Meredith couldn’t remember where she’d left her bag. “Did she go home?”

He shook his head. “She was going to the hospital…Said something about a surgery she did today that she wanted to check on.”

Work was Susan’s way of making sense out of life. Meredith understood that. And knew that her friend was exactly where she needed to be at the moment.

“How is she?” He nodded toward an archway leading to the stairs.

“Asleep.”

Mark nodded and looked, she thought, relieved. Because his daughter was no longer suffering, or because it meant that he didn’t have to deal with her? Maybe a little of both.

Meredith had to go—she was overwhelmed, exhausted, and not trusting herself to think clearly. But Mark looked so shaken and lost that she sat down on the edge of the chair opposite him. Just for a minute.

“What did she say?”

“Not much.”

His eyes were weary as he looked at her, his body slouched in the corner of the couch. She wondered how long he’d been sitting there, doing nothing.

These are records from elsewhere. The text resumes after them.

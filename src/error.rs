//! Error Types
//!
//! One crate-level error enum covering logical conflicts, I/O and
//! serialization faults, and backend availability.

use std::io;
use thiserror::Error;

/// Result alias used across the crate
pub type StoreResult<T> = Result<T, StoreError>;

/// Errors surfaced by stores and the store manager
#[derive(Debug, Error)]
pub enum StoreError {
    /// The key is already present in the store
    #[error("key already exists: {0}")]
    AlreadyExists(String),

    /// The key is not present in the store
    #[error("key does not exist: {0}")]
    DoesNotExist(String),

    /// The backend does not support the requested operation
    #[error("operation not supported: {0}")]
    Unsupported(&'static str),

    /// A value could not be encoded or decoded
    #[error("serialization failure: {0}")]
    Serialization(String),

    /// An I/O fault on the normal operation path
    #[error("I/O failure: {0}")]
    Io(#[from] io::Error),

    /// The manager could not instantiate or reach a backend
    #[error("store not available: {0}")]
    NotAvailable(String),
}

impl StoreError {
    /// True for the "key is absent" logical conflict.
    ///
    /// Eviction passes racing an explicit removal use this to treat
    /// "already gone" as a normal outcome.
    pub fn is_does_not_exist(&self) -> bool {
        matches!(self, Self::DoesNotExist(_))
    }

    /// True for the "key is present" logical conflict
    pub fn is_already_exists(&self) -> bool {
        matches!(self, Self::AlreadyExists(_))
    }
}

“You were in there for almost an hour.”

“I rubbed her back while she cried, and tried to get her to talk to me. She agreed to put on her pajamas and brush her teeth. It took us ten minutes to find Gilda. I listened to her prayers and sat with her until she fell asleep.”

She hadn’t been able to leave the child until she was peaceful. And she’d wanted to give Susan and Mark some time alone.

He shook his head. “I just don’t get it.”

“She’s scared, Mark. I don’t know a lot about your wife, but my guess is that Kelsey suffered more at her hands than she lets on. The idea of introducing another woman into her life, aside from the fact that she has to share you, has got to be causing her some serious misgivings.”

He nodded thoughtfully.

“Barbie never raised a hand to her, if that’s what you’re thinking.”

“I didn’t think she had,” Meredith said, choosing her words carefully. “But I wasn’t sure.”

“What has Susan told you about her?”

“Only that you came home from work one day and she was gone. And that Kelsey had afternoon kindergarten and was with you when you came in and found her missing.”

“Barbie adored Kelsey,” he said, staring off into the middle of the room. “From the moment she found out she was pregnant, that child was the light in her life. She was more peaceful with Kelsey than I’d ever known her to be.”

“She hadn’t been before?”

“Barbie’s a sensitive woman—always was—which made her life kind of turbulent at times. Sometimes she’d get upset about the most inconsequential things. She’d storm and fume and then it would be over and she’d be fine. On the other side, however, even the smallest things could make her happy.”

“How long were you married before she got pregnant?”

“Four years.”

“Did she have a career?”

“She has a degree in journalism, and before Kelsey she was working at the Tulsa Times. She was still at a pretty junior level, writing obits and covering local events, but she’d had a couple of impressive bylines and was on her way up.”

“Did she keep working after Kelsey was born?”

“No.” He shook his head. “She’d intended to, but when the time came she couldn’t bear to leave the baby with a sitter.”